Following up with summaries of anole talks at ESA 2016, Dave Spiller presented a broad summary of his and his colleague’s (Tom Schoener and Jonah Piovia-Scott) research investigating the effects of hurricanes on long term food web dynamics of small Bahamian islands, which has just recently been published in Ecology (see Spiller et al. 2016).
Spiller opened by explaining some of the patterns of food web dynamics that have been learned from this research.

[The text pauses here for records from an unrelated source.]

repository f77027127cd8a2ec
//! Confirmation number generation
//!
//! Format: `<PREFIX>-<epoch millis>-<8 uppercase alphanumerics>`, e.g.
//! `LS-1735689600000-7K2QX9ZD`. The millis part keeps numbers roughly
//! time-ordered; the suffix carries ~41 bits of randomness. Uniqueness is
//! finally enforced by the `confirmation_number UNIQUE` constraint.

use rand::Rng;
use rand::distributions::Alphanumeric;

const SUFFIX_LEN: usize = 8;

pub fn generate(prefix: &str, now_millis: i64) -> String {
    let suffix: String = rand::thread_rng()
        .sample_iter(&Alphanumeric)
        .take(SUFFIX_LEN)
        .map(|b| char::from(b).to_ascii_uppercase())
        .collect();
    format!("{prefix}-{now_millis}-{suffix}")
}

/// Check the `<PREFIX>-<digits>-<8 alphanumerics>` shape.
///
/// Any non-empty prefix is accepted, so numbers issued under an earlier
/// `CONFIRMATION_PREFIX` stay valid.
pub fn is_well_formed(value: &str) -> bool {
    let mut parts = value.rsplitn(3, '-');
    let (Some(suffix), Some(digits), Some(prefix)) = (parts.next(), parts.next(), parts.next())
    else {
        return false;
    };
    !prefix.is_empty()
        && !digits.is_empty()
        && digits.bytes().all(|b| b.is_ascii_digit())
        && suffix.len() == SUFFIX_LEN
        && suffix
            .bytes()
            .all(|b| b.is_ascii_digit() || b.is_ascii_uppercase())
}

#[cfg(test)]
mod tests {
    use super::*;
    use std::collections::HashSet;

    #[test]
    fn test_format() {
        let number = generate("LS", 1_735_689_600_000);
        assert!(number.starts_with("LS-1735689600000-"));
        assert!(is_well_formed(&number), "{number}");
    }

    #[test]
    fn test_custom_prefix() {
        let number = generate("PINK-STAND", 42);
        assert!(number.starts_with("PINK-STAND-42-"));
        assert!(is_well_formed(&number));
    }

    #[test]
    fn test_well_formed_rejects() {
        assert!(!is_well_formed("LS-123-abcdefgh"));
        assert!(!is_well_formed("LS-123-ABCDEFG"));
        assert!(!is_well_formed("LS--ABCDEFGH"));
        assert!(!is_well_formed("LS-12a-ABCDEFGH"));
        assert!(!is_well_formed("LS123ABCDEFGH"));
        assert!(!is_well_formed("-123-ABCDEFGH"));
        assert!(!is_well_formed("../etc/passwd"));
    }

    #[test]
    fn test_same_millis_still_distinct() {
        let numbers: HashSet<_> = (0..1000).map(|_| generate("LS", 1)).collect();
        assert_eq!(numbers.len(), 1000);
    }
}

Most notably, that the elimination of brown anoles – which act as top predators in these simple ecosystems – leads to increased levels of herbivory as arthropods experience a relaxation of predation pressure (Spiller and Schoener 1990).Specifically, the presence of a common moth (Achyra rantalis) on islands without brown anoles can lead to extreme levels of herbivory upon a common island plant, Sesuvium portulacastrum (below).

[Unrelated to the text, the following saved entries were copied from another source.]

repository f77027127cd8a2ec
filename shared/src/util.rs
/// 获取当前 UTC 时间戳（毫秒）
pub fn now_millis() -> i64 {
    chrono::Utc::now().timestamp_millis()
}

Spiller and his colleagues began to notice that following hurricanes, one of the most extreme natural disturbance events in this region, islands with lizards experienced a much more rapid recovery of Sesuvium .
In an attempt to understand how ecosystems may be stable despite experiencing extreme disturbance regimes, Spiller and colleagues measured the percent ground cover of Sesuvium and abundance of Achyra moths on 11 islands with lizards present and 21 islands without lizards annually for 10 years.
Overall abundance of Achyra was 4.6 times higher on no-lizard islands than on lizard islands. The percent cover of Sesuvium exhibited lower temporal variability on lizard islands when the study site was undisturbed by hurricanes, and higher recovery rate on lizard islands following hurricanes.
Spiller concluded by suggesting that these stabilizing phenomena are linked to a trophic cascade in which predators (brown anoles) control herbivores (Achyra moths), and therefore enhance plant recovery following hurricanes.